Il est midi. La chaleur est étouffante, la lumière aveuglante. Jésus est fatigué du chemin. Il s’assied au bord d’un puits…
On se demande pourquoi il a accepté de passer ainsi par la Samarie alors qu’Il pouvait rejoindre la Galilée par les bords du Jourdain, accepté de souffrir de la fatigue, de la chaleur et de la soif…
Une femme samaritaine est arrivée et s’apprête à puiser de l’eau sous le soleil brûlant. La suite de la rencontre nous apprend que l’heure inhabituelle n’était pas le fruit d’une fantaisie de sa part. Midi étant l’heure où le plus grand nombre se réfugie à l’abri du soleil dans la pénombre et la fraîcheur des maisons, elle, « la femme de mauvaise vie » évitait ainsi les insultes, les outrages voire les violences des bien-pensants et « bienfaisants » du village.
Il reste que la contrainte de ses besoins l’obligeait malgré tout à sortir, tout comme la fatigue et la soif avaient conduit Jésus à s’arrêter au bord du puits. Cette rencontre semble être le fruit d’un double mouvement : d’un côté les contraintes des corps obligeant à des comportements, de l’autre, le choix de Jésus-Christ de passer par la Samarie ; avait-il « rendez-vous » avec cette femme ?
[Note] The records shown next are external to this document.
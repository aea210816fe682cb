use crate::{common, read};

use aws_sdk_dynamodb::{Client, error, operation};
use serde::Serialize;
use serde_dynamo::{Error, Result};

/// Request-level form of [`GetItem`].
#[derive(Clone, Debug, Default, PartialEq)]
pub struct GetItemInput {
    /// Primary key of the item.
    pub key: common::Item,
    /// Table and projection.
    pub single_read_input: read::common::SingleReadInput,
}

/// Retrieves a single item by its primary key.
///
/// Returns `None` if the item doesn't exist.
///
/// ```rust
/// use dynamodb_data_api::{common, read};
///
/// let get_item = read::get_item::GetItem {
///     keys: common::key::Keys::partition("name", "testname").with_sort("date", "1000"),
///     single_read_args: read::common::SingleReadArgs {
///         table_name: "events".to_string(),
///         ..Default::default()
///     },
/// };
/// let input: read::get_item::GetItemInput = get_item.try_into().unwrap();
/// assert_eq!(input.key.len(), 2);
/// ```
#[derive(Clone, Debug, Default, PartialEq)]
pub struct GetItem<T> {
    /// Primary key of the item to retrieve.
    pub keys: common::key::Keys<T>,
    /// Table, consistency and projection.
    pub single_read_args: read::common::SingleReadArgs,
}

impl<T: Serialize> TryFrom<GetItem<T>> for GetItemInput {
    type Error = Error;

    fn try_from(get_item: GetItem<T>) -> Result<Self> {
        let key = get_item.keys.try_into()?;
        let input = Self {
            key,
            single_read_input: get_item.single_read_args.into(),
        };
        Ok(input)
    }
}

impl GetItemInput {
    /// Execute the GetItem operation, returning the item if it exists.
    pub async fn send(
        self,
        client: &Client,
    ) -> Result<Option<common::Item>, error::SdkError<operation::get_item::GetItemError>> {
        let builder = client.get_item().set_key(Some(self.key));
        let output = crate::apply_single_read_input!(builder, self.single_read_input)
            .send()
            .await?;
        Ok(output.item)
    }
}
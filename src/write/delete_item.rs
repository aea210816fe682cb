use crate::{common, write};

use aws_sdk_dynamodb::{Client, error, operation};
use serde::Serialize;
use serde_dynamo::{Error, Result};

/// Request-level form of [`DeleteItem`].
#[derive(Clone, Debug, Default, PartialEq)]
pub struct DeleteItemInput {
    /// Primary key of the item.
    pub key: common::Item,
    /// Table and return values.
    pub write_input: write::common::WriteInput,
}

/// Deletes a single item by its primary key.
#[derive(Clone, Debug, Default, PartialEq)]
pub struct DeleteItem<T> {
    /// Primary key of the item to delete.
    pub keys: common::key::Keys<T>,
    /// Table and return values.
    pub write_args: write::common::WriteArgs,
}

impl<T: Serialize> TryFrom<DeleteItem<T>> for DeleteItemInput {
    type Error = Error;

    fn try_from(delete_item: DeleteItem<T>) -> Result<Self> {
        let key = delete_item.keys.try_into()?;
        let input = Self {
            key,
            write_input: delete_item.write_args.into(),
        };
        Ok(input)
    }
}

impl DeleteItemInput {
    /// Execute the DeleteItem operation, returning the deleted item when requested.
    pub async fn send(
        self,
        client: &Client,
    ) -> Result<Option<common::Item>, error::SdkError<operation::delete_item::DeleteItemError>>
    {
        let builder = client.delete_item().set_key(Some(self.key));
        let output = crate::apply_write_input!(builder, self.write_input)
            .send()
            .await?;
        Ok(output.attributes)
    }
}
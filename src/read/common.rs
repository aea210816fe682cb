use crate::common;

use aws_sdk_dynamodb::types;
use std::collections;

/// Request-level form of [`SingleReadArgs`], with the projection resolved.
#[derive(Clone, Debug, Default, PartialEq)]
pub struct SingleReadInput {
    /// Strongly consistent read when `Some(true)`.
    pub consistent_read: Option<bool>,
    /// Placeholders used by the projection.
    pub expression_attribute_names: Option<collections::HashMap<String, String>>,
    /// Attributes to return, all of them when `None`.
    pub projection_expression: Option<String>,
    /// Table to read from.
    pub table_name: String,
}

/// Arguments for single-item read operations (GetItem).
#[derive(Clone, Debug, Default, Eq, PartialEq)]
pub struct SingleReadArgs {
    /// Whether to use a consistent read.
    ///
    /// `true` for strongly consistent reads, `false` or `None` for eventually consistent reads.
    pub consistent_read: Option<bool>,
    /// Which attributes to retrieve (projection expression).
    ///
    /// If `None`, all attributes are retrieved.
    pub selection: Option<common::selection::SelectionMap>,
    /// The name of the table to read from.
    pub table_name: String,
}

impl From<SingleReadArgs> for SingleReadInput {
    fn from(single_read_args: SingleReadArgs) -> Self {
        let mut input = Self {
            consistent_read: single_read_args.consistent_read,
            table_name: single_read_args.table_name,
            ..Default::default()
        };
        if let Some(selection) = single_read_args.selection {
            let selection_operation: common::ExpressionInput = selection.into();
            let mut expression_attribute_values = None;
            input.projection_expression = Some(selection_operation.merge_into(
                &mut input.expression_attribute_names,
                &mut expression_attribute_values,
            ));
        }
        input
    }
}

/// Request-level form of [`MultipleReadArgs`], shared by queries and scans.
#[derive(Clone, Debug, Default, PartialEq)]
pub struct MultipleReadInput {
    /// Strongly consistent read when `Some(true)`.
    pub consistent_read: Option<bool>,
    /// Placeholders for attribute names.
    pub expression_attribute_names: Option<collections::HashMap<String, String>>,
    /// Placeholders for attribute values.
    pub expression_attribute_values: Option<common::Item>,
    /// Secondary index to read, the table itself when `None`.
    pub index_name: Option<String>,
    /// Maximum number of items to return across all pages.
    pub limit: Option<i32>,
    /// Attributes to return, all of them when `None`.
    pub projection_expression: Option<String>,
    /// What the store should return (items or only their count).
    pub select: Option<types::Select>,
    /// Table to read from.
    pub table_name: String,
}

/// Arguments for multiple-item read operations (Query, Scan).
///
/// ```rust
/// use dynamodb_data_api::read::common::MultipleReadArgs;
///
/// let args = MultipleReadArgs {
///     limit: Some(10),
///     selection: Some("name,date".parse().unwrap()),
///     table_name: "events".to_string(),
///     ..Default::default()
/// };
/// ```
#[derive(Clone, Debug, Default, PartialEq)]
pub struct MultipleReadArgs {
    /// Whether to use a consistent read.
    pub consistent_read: Option<bool>,
    /// Secondary index to read.
    pub index_name: Option<String>,
    /// Maximum number of items to return.
    ///
    /// Pages are fetched until the limit is reached or the table is exhausted.
    pub limit: Option<i32>,
    /// Return items or only their count.
    pub select: Option<types::Select>,
    /// Which attributes to retrieve.
    pub selection: Option<common::selection::SelectionMap>,
    /// The name of the table to read from.
    pub table_name: String,
}

impl From<MultipleReadArgs> for MultipleReadInput {
    fn from(multiple_read_args: MultipleReadArgs) -> Self {
        let mut input = Self {
            consistent_read: multiple_read_args.consistent_read,
            index_name: multiple_read_args.index_name,
            limit: multiple_read_args.limit,
            select: multiple_read_args.select,
            table_name: multiple_read_args.table_name,
            ..Default::default()
        };
        if let Some(selection) = multiple_read_args.selection {
            let selection_operation: common::ExpressionInput = selection.into();
            input.projection_expression = Some(selection_operation.merge_into(
                &mut input.expression_attribute_names,
                &mut input.expression_attribute_values,
            ));
        }
        input
    }
}

/// Items read by a query or a scan, all pages combined.
#[derive(Clone, Debug, Default, PartialEq)]
pub struct ReadOutput {
    /// Returned items, at most `limit` of them.
    pub items: Vec<common::Item>,
    /// Number of matching items (equal to `items.len()` unless only counting).
    pub count: usize,
    /// Number of items the store evaluated.
    pub scanned_count: usize,
}

/// Drain a query or scan paginator into a [`ReadOutput`](crate::read::common::ReadOutput),
/// stopping once `limit` items were collected.
#[macro_export]
macro_rules! get_paginated_output {
    ($paginator:expr, $limit:expr) => {{
        let limit: Option<usize> = $limit.and_then(|limit: i32| usize::try_from(limit).ok());
        let mut output = $crate::read::common::ReadOutput::default();
        while let Some(page) = $paginator.next().await {
            let page = page?;
            output.count += usize::try_from(page.count).unwrap_or_default();
            output.scanned_count += usize::try_from(page.scanned_count).unwrap_or_default();
            if let Some(items) = page.items {
                output.items.extend(items);
            }
            if limit.is_some_and(|limit| output.count >= limit) {
                break;
            }
        }
        if let Some(limit) = limit {
            output.items.truncate(limit);
            output.count = output.count.min(limit);
        }
        Ok(output)
    }};
}

/// Apply a [`SingleReadInput`](crate::read::common::SingleReadInput) to an SDK request builder.
#[macro_export]
macro_rules! apply_single_read_input {
    ($builder:expr, $single_read_input:expr) => {
        $builder
            .set_consistent_read($single_read_input.consistent_read)
            .set_expression_attribute_names($single_read_input.expression_attribute_names)
            .set_projection_expression($single_read_input.projection_expression)
            .table_name($single_read_input.table_name)
    };
}

/// Apply a [`MultipleReadInput`](crate::read::common::MultipleReadInput) to an SDK request builder.
#[macro_export]
macro_rules! apply_multiple_read_input {
    ($builder:expr, $multiple_read_input:expr) => {
        $builder
            .set_consistent_read($multiple_read_input.consistent_read)
            .set_expression_attribute_names($multiple_read_input.expression_attribute_names)
            .set_expression_attribute_values($multiple_read_input.expression_attribute_values)
            .set_index_name($multiple_read_input.index_name)
            .set_limit($multiple_read_input.limit)
            .set_projection_expression($multiple_read_input.projection_expression)
            .set_select($multiple_read_input.select)
            .table_name($multiple_read_input.table_name)
    };
}
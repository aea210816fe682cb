//! Shaping raw items into caller types.

use crate::{common, error};

use serde::de::DeserializeOwned;
use serde_dynamo::{from_item, from_items};

/// First of `items`, or [`Error::NotFound`](error::Error::NotFound) when there is none.
pub fn single<T: DeserializeOwned>(
    table_name: &str,
    items: Vec<common::Item>,
) -> error::Result<T> {
    let item = items
        .into_iter()
        .next()
        .ok_or_else(|| error::Error::NotFound {
            table_name: table_name.to_string(),
        })?;
    Ok(from_item(item)?)
}

/// Every item of `items`, in order.
pub fn list<T: DeserializeOwned>(items: Vec<common::Item>) -> error::Result<Vec<T>> {
    Ok(from_items(items)?)
}
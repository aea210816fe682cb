//! Write requests: puts, updates, deletes and batched puts/deletes.

/// Batch write item operation for writing many items in store-sized batches.
pub mod batch_write_item;

/// Common utilities and types for write operations.
pub mod common;

/// Delete item operation for removing items from tables.
pub mod delete_item;

/// Put item operation for creating or replacing items.
pub mod put_item;

/// Update item operation for modifying existing items.
pub mod update_item;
En tout état de cause, l’évangile nous présente ce choix comme une nécessité. « Celui qui est au-dessus de tout » (JEAN 3) choisit cette rencontre dans une humanité partagée. Besoin d’eau, besoin de sécurité en raison de relations sociales difficiles pour la Samaritaine, besoin d’eau et de repos pour Jésus. La rencontre avec Jésus n’est pas magique, elle se produit au cœur de nos circonstances et de nos spécificités humaines. Jésus vient et nous aborde là. Nos choix, nos besoins, nos peurs, nos souffrances, nos représentations ou nos convictions sont le terrain sur lequel Jésus-Christ vient nous apporter… que vient-il nous apporter ?
Il ose sortir des recommandations de bonnes pratiques sociales et religieuses données par les technocrates de la religion bien-pensante et se permet d’interpeller une femme, lui un homme, une Samaritaine, lui un juif, une femme « facile », lui le juste. Il vient et prétend désaltérer de manière radicale celle qui semble avoir la possibilité de lui donner de l’eau. Lui qui est fatigué et isolé, il prétend remplir la vie de cette femme et de son compagnon.
La rupture dans laquelle il s’inscrit est pour moi le reflet de la rupture dans laquelle s’inscrit la relation à Dieu. Mais cette dernière ne peut se produire qu’à la condition que la relation débute dans une rencontre banale, marquée par l’humanité de chacun. La parole de Jésus-Christ s’inscrit dans le quotidien de l’un comme de l’autre. C’est là qu’Il nous appelle pour un premier entretien. C’est là que nous pouvons expérimenter les premiers moments de respect, de considération, d’intérêt de l’autre, au-delà des conventions et des lois. C’est là que les échanges que nous avons avec Lui nous restaurent, nous libèrent voire nous guérissent, première gorgée de l’eau que nous puisons en Lui.
De cette position, Jésus nous invite dans les décalages et les quiproquos qu’Il sait provoquer et nous appelle à sortir de nos lieux communs, de notre quotidien, de ce qui nous a fait jusque-là. Il nous introduit dans un monde où nos représentations et nos perceptions sont dépassées.
La révélation divine les transcende. L’eau vive devient source quand nous acceptons que Dieu et la vie qu’Il nous donne ne peuvent se lire ni se percevoir avec nos vieux modèles. Le travail de l’Esprit nous dépasse et sa vie nous transforme en passeurs de vie. Nous n’avons plus soif même dans le manque et dans la fatigue. Dans cet espace, nous n’avons plus peur et des relations nouvelles peuvent se nouer avec « les gens du village ». Notre relation avec nous-même, avec les autres, avec le monde est bouleversée. Et pourtant, nous avons toujours soif, nous avons toujours faim, nous avons toujours besoin de repos.
Jésus vient nous rejoindre dans nos vies et pas ailleurs. C’est le premier cadeau qu’Il nous fait. Nous n’avons pas besoin d’être différents pour qu’Il frappe à notre porte. Mais quand la porte est ouverte, il nous invite à prendre une dimension dont nous n’avons pas idée, celle de la participation à la source d’eau vive qui désaltère celui qui vient s’y abreuver.